Her tiny chest jerked.
Her arms flailed.
Her legs kicked weakly in response to stimulation.
Color flooded back into her skin — pink replacing the blue tint that had terrified me seconds ago.
The nurses’ tense expressions transformed instantly.
Relief washed over them.
Smiles broke through.
“There she is!” the midwife laughed softly.
“Strong lungs on this one.”
My knees nearly gave out.
“Oh my God...”
My breath came out in a broken sob.
“Let me see her. Please.”
“It’s a girl,” the midwife confirmed.
She wrapped my daughter quickly in a warm, soft blanket — then walked toward me carefully.
“Hold her.”
My arms lifted automatically.
She placed the baby onto my chest.
Skin to skin.
The moment her weight settled against me —
Everything shattered.
She was warm.
Alive.
Wriggling.
Real.
Her tiny chest rose and fell rapidly against my heartbeat.
Her cries slowly softened into small hiccupping whimpers as she instinctively searched for warmth.
For comfort.
For me.
I wrapped my arms around her immediately — holding her like the most precious thing in existence.
Because she was.
She smelled like life.
A mixture of newborn sweetness, amniotic fluid, and something uniquely hers.
My trembling fingers traced her face.
The delicate button nose.
The soft rosebud mouth.
Her eyelashes — dark and clumped with fluid — fluttered slightly as she adjusted to the light.
Her skin was impossibly smooth.
Fragile.
Perfect.
Tears poured freely now — no restraint left.
They soaked into the blanket wrapped around her.
She was here.
She was mine.
She was breathing.
Whole.
Unbroken.
I pressed my lips gently to her forehead.
“I’ve got you, baby,” I whispered against her skin.
“I’ve got you.”
My voice cracked again.
“You’re safe.”
The nurses gave us space.
The golden hour.
That sacred first hour where mother and child bond without interruption.

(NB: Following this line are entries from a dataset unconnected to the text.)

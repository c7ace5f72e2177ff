use chrono::{DateTime, Utc};
use serde::{Deserialize, Serialize};

use crate::identifier::{IdentifierError, PlanUrl};

/// A rating plan as stored by the plan service.
#[derive(Serialize, Deserialize, Debug, Clone, PartialEq, Eq, Default)]
pub struct Plan {
    #[serde(default)]
    pub id: String, // owner/name/revision
    #[serde(default)]
    pub url: String, // owner/name
    #[serde(rename = "plan", default)]
    pub definition: String, // plan definition YAML
    #[serde(rename = "created-on", default)]
    pub created_on: String, // RFC3339
    #[serde(rename = "description", default)]
    pub description: String,
    #[serde(rename = "price", default)]
    pub price: String,
    #[serde(default)]
    pub released: bool,
    #[serde(rename = "effective-time", default, skip_serializing_if = "Option::is_none")]
    pub effective_time: Option<DateTime<Utc>>,
}

#[derive(Debug, Clone, PartialEq, Eq, thiserror::Error)]
pub enum PlanError {
    #[error("empty plan url")]
    EmptyUrl,
    #[error(transparent)]
    Url(#[from] IdentifierError),
    #[error("missing plan definition")]
    MissingDefinition,
}

impl Plan {
    /// New plan upload payload: only the url and definition are sent.
    pub fn upload(url: &PlanUrl, definition: impl Into<String>) -> Self {
        Plan {
            url: url.to_string(),
            definition: definition.into(),
            ..Plan::default()
        }
    }

    pub fn validate(&self) -> Result<(), PlanError> {
        if self.url.is_empty() {
            return Err(PlanError::EmptyUrl);
        }
        PlanUrl::parse(&self.url)?;
        if self.definition.is_empty() {
            return Err(PlanError::MissingDefinition);
        }
        Ok(())
    }
}

/// A lifecycle event: who did what, and when.
#[derive(Serialize, Deserialize, Debug, Clone, PartialEq, Eq)]
pub struct Event {
    pub user: String,
    #[serde(rename = "type")]
    pub kind: String,
    pub time: DateTime<Utc>,
}

/// A charm a plan is attached to, with its attach history.
#[derive(Serialize, Deserialize, Debug, Clone, PartialEq, Eq)]
pub struct CharmPlanDetail {
    #[serde(rename = "charm")]
    pub charm_url: String,
    pub attached: Event,
    #[serde(rename = "effective-since", default, skip_serializing_if = "Option::is_none")]
    pub effective_since: Option<DateTime<Utc>>,
    #[serde(default)]
    pub default: bool,
    #[serde(default)]
    pub events: Vec<Event>,
}

/// A plan together with its history.
#[derive(Serialize, Deserialize, Debug, Clone, PartialEq, Eq)]
pub struct PlanDetails {
    pub plan: Plan,
    #[serde(rename = "created-event")]
    pub created: Event,
    #[serde(rename = "released-event", default, skip_serializing_if = "Option::is_none")]
    pub released: Option<Event>,
    #[serde(default, skip_serializing_if = "Vec::is_empty")]
    pub charms: Vec<CharmPlanDetail>,
}

/// Body of a suspend or resume request.
#[derive(Serialize, Deserialize, Debug, Clone, PartialEq, Eq)]
pub struct SuspendResumeRequest {
    pub all: bool,
    pub charms: Vec<String>,
}

/// Body of an attach (add charm) request.
#[derive(Serialize, Deserialize, Debug, Clone, PartialEq, Eq)]
pub struct AddCharmRequest {
    #[serde(rename = "plan-url")]
    pub plan_url: String,
    #[serde(rename = "charm-url")]
    pub charm_url: String,
    pub default: bool,
}
//! plans: command line client for the plans service.
//!
//! Usage:
//!   plans list-plans canonical
//!   plans show-plan canonical/landscape-default --content
//!   plans release-plan canonical/landscape-default/3
//!
//! The service URL comes from `--url`, then `PLANS_URL` (or the older
//! `OB_URL`), then the built-in default. A `.env` file is honoured.

use std::io;
use std::process::ExitCode;

use clap::Parser;
use plans_client::cli::{self, Cli};

#[tokio::main]
async fn main() -> ExitCode {
    dotenvy::dotenv().ok();
    cli::init_tracing();

    let args = Cli::parse();
    let result = match cli::connect(args.url.as_deref()) {
        Ok(client) => cli::run(args.command, args.format, &client, &mut io::stdout()).await,
        Err(err) => Err(err),
    };

    match result {
        Ok(()) => ExitCode::SUCCESS,
        Err(err) => {
            eprintln!("ERROR {err}");
            ExitCode::from(cli::exit_code(&err))
        }
    }
}
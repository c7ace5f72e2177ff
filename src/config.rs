//! Configuration for the plan service client.
//!
//! The client never reads process-wide state on its own: a [`ClientConfig`]
//! is built up front (usually from the environment) and handed to
//! [`crate::client::HttpPlanClient::new`].

use std::env;
use std::time::Duration;

pub const DEFAULT_SERVICE_URL: &str = "http://localhost:9080/v1";
pub const DEFAULT_TIMEOUT_MS: u64 = 30_000;

pub const SERVICE_URL_ENV: &str = "PLANS_URL";
// Older deployments configured the service through OB_URL.
pub const LEGACY_SERVICE_URL_ENV: &str = "OB_URL";
pub const TIMEOUT_ENV: &str = "PLANS_TIMEOUT_MS";
pub const TOKEN_ENV: &str = "PLANS_TOKEN";

#[derive(Clone, PartialEq, Eq)]
pub struct ClientConfig {
    pub service_url: String,
    pub timeout: Duration,
    /// Bearer token sent with every request, if any.
    pub token: Option<String>,
}

impl std::fmt::Debug for ClientConfig {
    fn fmt(&self, f: &mut std::fmt::Formatter<'_>) -> std::fmt::Result {
        f.debug_struct("ClientConfig")
            .field("service_url", &self.service_url)
            .field("timeout", &self.timeout)
            .field("token", &self.token.as_ref().map(|_| "<redacted>"))
            .finish()
    }
}

#[derive(Debug, thiserror::Error)]
pub enum ConfigError {
    #[error("Invalid config value for {field}: {reason}")]
    InvalidValue { field: &'static str, reason: String },
}

impl Default for ClientConfig {
    fn default() -> Self {
        Self {
            service_url: DEFAULT_SERVICE_URL.to_string(),
            timeout: Duration::from_millis(DEFAULT_TIMEOUT_MS),
            token: None,
        }
    }
}

impl ClientConfig {
    pub fn new(service_url: impl Into<String>) -> Self {
        Self {
            service_url: service_url.into(),
            ..Self::default()
        }
    }

    /// Reads the process environment. Call `dotenvy::dotenv()` first if a
    /// `.env` file should be honoured.
    pub fn from_env() -> Result<Self, ConfigError> {
        Self::from_env_with_service_url(None)
    }

    /// Like [`ClientConfig::from_env`], but `service_url` (usually a command
    /// line flag) replaces the URL from the environment before validation.
    pub fn from_env_with_service_url(service_url: Option<&str>) -> Result<Self, ConfigError> {
        Self::from_lookup_with_service_url(|key| env::var(key).ok(), service_url)
    }

    /// Builds a config from an arbitrary key lookup.
    pub fn from_lookup<F>(lookup: F) -> Result<Self, ConfigError>
    where
        F: Fn(&str) -> Option<String>,
    {
        Self::from_lookup_with_service_url(lookup, None)
    }

    pub fn from_lookup_with_service_url<F>(
        lookup: F,
        service_url: Option<&str>,
    ) -> Result<Self, ConfigError>
    where
        F: Fn(&str) -> Option<String>,
    {
        let non_empty = |key: &str| lookup(key).filter(|v| !v.trim().is_empty());

        let service_url = service_url
            .map(str::to_string)
            .or_else(|| non_empty(SERVICE_URL_ENV))
            .or_else(|| non_empty(LEGACY_SERVICE_URL_ENV))
            .unwrap_or_else(|| DEFAULT_SERVICE_URL.to_string());

        let timeout_ms = match non_empty(TIMEOUT_ENV) {
            Some(raw) => raw.trim().parse::<u64>().map_err(|e| ConfigError::InvalidValue {
                field: TIMEOUT_ENV,
                reason: e.to_string(),
            })?,
            None => DEFAULT_TIMEOUT_MS,
        };

        let config = Self {
            service_url,
            timeout: Duration::from_millis(timeout_ms),
            token: non_empty(TOKEN_ENV),
        };
        config.validate()?;
        Ok(config)
    }

    pub fn validate(&self) -> Result<(), ConfigError> {
        let url = self.service_url.trim();
        if url.is_empty() {
            return Err(ConfigError::InvalidValue {
                field: "service_url",
                reason: "must not be empty".to_string(),
            });
        }
        if !(url.starts_with("http://") || url.starts_with("https://")) {
            return Err(ConfigError::InvalidValue {
                field: "service_url",
                reason: format!("{url:?} is not an http(s) url"),
            });
        }
        if self.timeout.is_zero() {
            return Err(ConfigError::InvalidValue {
                field: "timeout",
                reason: "must be > 0".to_string(),
            });
        }
        Ok(())
    }

    /// Service URL without trailing slashes, ready for path joining.
    pub fn base_url(&self) -> &str {
        self.service_url.trim().trim_end_matches('/')
    }
}

#[cfg(test)]
mod tests {
    use super::*;
    use std::collections::HashMap;

    fn lookup(pairs: &[(&str, &str)]) -> impl Fn(&str) -> Option<String> {
        let map: HashMap<String, String> = pairs
            .iter()
            .map(|(k, v)| (k.to_string(), v.to_string()))
            .collect();
        move |key| map.get(key).cloned()
    }

    #[test]
    fn defaults_when_unset() {
        let config = ClientConfig::from_lookup(lookup(&[])).unwrap();
        assert_eq!(config, ClientConfig::default());
        assert_eq!(config.base_url(), "http://localhost:9080/v1");
    }

    #[test]
    fn plans_url_beats_legacy_ob_url() {
        let config = ClientConfig::from_lookup(lookup(&[("OB_URL", "http://legacy/v1")])).unwrap();
        assert_eq!(config.service_url, "http://legacy/v1");

        let config = ClientConfig::from_lookup(lookup(&[
            ("OB_URL", "http://legacy/v1"),
            ("PLANS_URL", "https://plans.example.com/v2/"),
        ]))
        .unwrap();
        assert_eq!(config.base_url(), "https://plans.example.com/v2");
    }

    #[test]
    fn flag_url_replaces_invalid_environment_url() {
        let env = lookup(&[("PLANS_URL", "ftp://plans"), ("PLANS_TOKEN", "secret")]);
        let config =
            ClientConfig::from_lookup_with_service_url(&env, Some("http://override/v1")).unwrap();
        assert_eq!(config.service_url, "http://override/v1");
        assert_eq!(config.token.as_deref(), Some("secret"));

        assert!(ClientConfig::from_lookup_with_service_url(&env, None).is_err());
        assert!(ClientConfig::from_lookup_with_service_url(lookup(&[]), Some("not a url")).is_err());
    }

    #[test]
    fn reads_timeout_and_token() {
        let config = ClientConfig::from_lookup(lookup(&[
            ("PLANS_TIMEOUT_MS", "1500"),
            ("PLANS_TOKEN", "secret"),
        ]))
        .unwrap();
        assert_eq!(config.timeout, Duration::from_millis(1500));
        assert_eq!(config.token.as_deref(), Some("secret"));
        assert!(!format!("{config:?}").contains("secret"));
    }

    #[test]
    fn rejects_invalid_values() {
        assert!(ClientConfig::from_lookup(lookup(&[("PLANS_TIMEOUT_MS", "soon")])).is_err());
        assert!(ClientConfig::from_lookup(lookup(&[("PLANS_TIMEOUT_MS", "0")])).is_err());
        assert!(ClientConfig::from_lookup(lookup(&[("PLANS_URL", "ftp://plans")])).is_err());
        assert!(ClientConfig::new("").validate().is_err());
    }
}
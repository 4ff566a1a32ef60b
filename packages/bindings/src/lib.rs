use napi::Result as NapiResult;
use napi_derive::napi;

use debt_planner_core::amortization::{self, Loan, ScheduleInput};
use debt_planner_core::debt_tracking::{self, DebtTrackingInput};
use debt_planner_core::what_if::{self, WhatIfInput};

/// Convert any Display error into a napi::Error.
fn to_napi_error(e: impl std::fmt::Display) -> napi::Error {
    napi::Error::from_reason(e.to_string())
}

// ---------------------------------------------------------------------------
// Amortization
// ---------------------------------------------------------------------------

/// `input_json` is a loan document.
#[napi]
pub fn calculate_emi(input_json: String) -> NapiResult<String> {
    let loan: Loan = serde_json::from_str(&input_json).map_err(to_napi_error)?;
    let output = amortization::analyze_emi(&loan).map_err(to_napi_error)?;
    serde_json::to_string(&output).map_err(to_napi_error)
}

#[napi]
pub fn generate_schedule(input_json: String) -> NapiResult<String> {
    let input: ScheduleInput = serde_json::from_str(&input_json).map_err(to_napi_error)?;
    let output = amortization::analyze_schedule(&input).map_err(to_napi_error)?;
    serde_json::to_string(&output).map_err(to_napi_error)
}

// ---------------------------------------------------------------------------
// What-if scenarios
// ---------------------------------------------------------------------------

#[napi]
pub fn analyze_what_if(input_json: String) -> NapiResult<String> {
    let input: WhatIfInput = serde_json::from_str(&input_json).map_err(to_napi_error)?;
    let output = what_if::analyze_what_if(&input).map_err(to_napi_error)?;
    serde_json::to_string(&output).map_err(to_napi_error)
}

// ---------------------------------------------------------------------------
// Debt tracking
// ---------------------------------------------------------------------------

#[napi]
pub fn analyze_debt(input_json: String) -> NapiResult<String> {
    let input: DebtTrackingInput = serde_json::from_str(&input_json).map_err(to_napi_error)?;
    let output = debt_tracking::analyze_debt(&input).map_err(to_napi_error)?;
    serde_json::to_string(&output).map_err(to_napi_error)
}
pub mod amortization;
pub mod error;
pub mod time_value;
pub mod types;

#[cfg(feature = "what_if")]
pub mod what_if;

#[cfg(feature = "debt_tracking")]
pub mod debt_tracking;

pub use error::DebtPlannerError;
pub use types::*;

/// Standard result type for all debt-planner operations
pub type DebtPlannerResult<T> = Result<T, DebtPlannerError>;
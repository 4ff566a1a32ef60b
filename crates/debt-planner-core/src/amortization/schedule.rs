//! Amortization schedules: period rows, the schedule container and the
//! base schedule generator.

use chrono::NaiveDate;
use rust_decimal::Decimal;
use serde::{Deserialize, Serialize};
use std::time::Instant;

use super::loan::Loan;
use super::recurrence::{amortize, PeriodTerms};
use crate::error::DebtPlannerError;
use crate::types::{round_money, validate_amount, with_metadata, ComputationOutput, Money, Percent};
use crate::DebtPlannerResult;

// ---------------------------------------------------------------------------
// Types
// ---------------------------------------------------------------------------

/// One row of an amortization schedule.
#[derive(Debug, Clone, PartialEq, Serialize, Deserialize)]
pub struct PeriodEntry {
    /// 1-based installment number.
    pub month: u32,
    pub date: NaiveDate,
    /// Total paid this period, including any lump sums.
    pub payment: Money,
    /// Principal retired this period, including any lump sums.
    pub principal_portion: Money,
    pub interest_portion: Money,
    pub remaining_principal: Money,
    pub cumulative_interest_paid: Money,
    #[serde(default)]
    pub annual_lump_sum_applied: Money,
    #[serde(default)]
    pub one_time_lump_sum_applied: Money,
    #[serde(default)]
    pub percentage_paid: Percent,
    #[serde(default)]
    pub applied_scenarios: Vec<String>,
}

impl PeriodEntry {
    /// The recurring part of this period's payment, net of lump sums.
    pub fn regular_installment(&self) -> Money {
        self.payment - self.annual_lump_sum_applied - self.one_time_lump_sum_applied
    }

    /// Balance outstanding before this period's payment.
    pub fn opening_principal(&self) -> Money {
        self.remaining_principal + self.principal_portion
    }

    /// Appends `label` unless it is already present, keeping insertion order.
    pub fn add_scenario(&mut self, label: &str) {
        if !self.applied_scenarios.iter().any(|l| l == label) {
            self.applied_scenarios.push(label.to_string());
        }
    }
}

/// An ordered, finite run of periods ending at payoff or at the loan term.
#[derive(Debug, Clone, Default, PartialEq, Serialize, Deserialize)]
#[serde(transparent)]
pub struct Schedule {
    pub periods: Vec<PeriodEntry>,
}

impl From<Vec<PeriodEntry>> for Schedule {
    fn from(periods: Vec<PeriodEntry>) -> Self {
        Schedule { periods }
    }
}

impl Schedule {
    pub fn len(&self) -> usize {
        self.periods.len()
    }

    pub fn is_empty(&self) -> bool {
        self.periods.is_empty()
    }

    pub fn last(&self) -> Option<&PeriodEntry> {
        self.periods.last()
    }

    pub fn iter(&self) -> std::slice::Iter<'_, PeriodEntry> {
        self.periods.iter()
    }

    /// Number of installments until the balance reaches zero (or the term ends).
    pub fn tenure_months(&self) -> u32 {
        self.periods.len() as u32
    }

    pub fn total_interest(&self) -> Money {
        self.last()
            .map(|p| p.cumulative_interest_paid)
            .unwrap_or(Decimal::ZERO)
    }

    pub fn total_payment(&self) -> Money {
        self.periods.iter().map(|p| p.payment).sum()
    }

    pub fn final_balance(&self) -> Money {
        self.last()
            .map(|p| p.remaining_principal)
            .unwrap_or(Decimal::ZERO)
    }

    pub fn is_paid_off(&self) -> bool {
        !self.is_empty() && self.final_balance().is_zero()
    }

    /// Adds `label` to every period matching `predicate`.
    pub fn label_where<F>(&mut self, label: &str, predicate: F)
    where
        F: Fn(&PeriodEntry) -> bool,
    {
        for period in self.periods.iter_mut().filter(|p| predicate(p)) {
            period.add_scenario(label);
        }
    }

    pub fn label_all(&mut self, label: &str) {
        self.label_where(label, |_| true);
    }
}

// ---------------------------------------------------------------------------
// Base schedule generator
// ---------------------------------------------------------------------------

/// Generate the canonical monthly schedule for `loan`, with `flat_extra_payment`
/// added to every installment. Stops the period the balance reaches zero.
pub fn generate_schedule(loan: &Loan, flat_extra_payment: Money) -> DebtPlannerResult<Schedule> {
    loan.validate()?;
    validate_amount("flat_extra_payment", flat_extra_payment)?;

    let installment = loan
        .monthly_payment()?
        .checked_add(round_money(flat_extra_payment))
        .ok_or_else(|| DebtPlannerError::scenario_overflow("flat_extra_payment"))?;
    let monthly_rate = loan.monthly_rate();

    amortize(
        loan,
        Vec::new(),
        1,
        loan.term_months,
        |_, _| Ok(PeriodTerms::level(installment, monthly_rate)),
    )
}

// ---------------------------------------------------------------------------
// Envelope entry point
// ---------------------------------------------------------------------------

#[derive(Debug, Clone, Serialize, Deserialize)]
pub struct ScheduleInput {
    pub loan: Loan,
    #[serde(default)]
    pub flat_extra_payment: Money,
}

#[derive(Debug, Clone, Serialize, Deserialize)]
pub struct ScheduleOutput {
    pub monthly_payment: Money,
    pub tenure_months: u32,
    pub total_interest: Money,
    pub total_payment: Money,
    pub schedule: Schedule,
}

/// Build the base schedule for a loan, wrapped in the standard envelope.
pub fn analyze_schedule(input: &ScheduleInput) -> DebtPlannerResult<ComputationOutput<ScheduleOutput>> {
    let start = Instant::now();
    let mut warnings = Vec::new();

    let schedule = generate_schedule(&input.loan, input.flat_extra_payment)?;
    let monthly_payment = input.loan.monthly_payment()?;

    if input.flat_extra_payment > Decimal::ZERO && schedule.tenure_months() < input.loan.term_months {
        warnings.push(format!(
            "Extra payment of {} retires the loan {} months early",
            round_money(input.flat_extra_payment),
            input.loan.term_months - schedule.tenure_months()
        ));
    }

    let output = ScheduleOutput {
        monthly_payment,
        tenure_months: schedule.tenure_months(),
        total_interest: schedule.total_interest(),
        total_payment: schedule.total_payment(),
        schedule,
    };

    let elapsed = start.elapsed().as_micros() as u64;
    Ok(with_metadata(
        "Level-payment amortization (cent-exact ledger)",
        input,
        warnings,
        elapsed,
        output,
    ))
}

// ---------------------------------------------------------------------------
// Tests
// ---------------------------------------------------------------------------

She began rooting against my chest — tiny mouth searching.
Her small hand lifted blindly and suddenly wrapped around my finger.
Her grip surprised me.
Stronger than expected.
Instinct.
Survival.
Connection.
I laughed through tears.
“You’re already stubborn,” I murmured.
“Just like... someone.”
I didn’t say his name.
I didn’t need to.
In that moment, the world narrowed to just the two of us.
Her heartbeat.
Mine.
The soft sounds she made.
The gentle rhythm of her breathing.
Years of grief — the prison memories — the loss of my first child — all of it felt distant now.
Not erased.
But momentarily quiet.
Too soon, the senior nurse approached us gently.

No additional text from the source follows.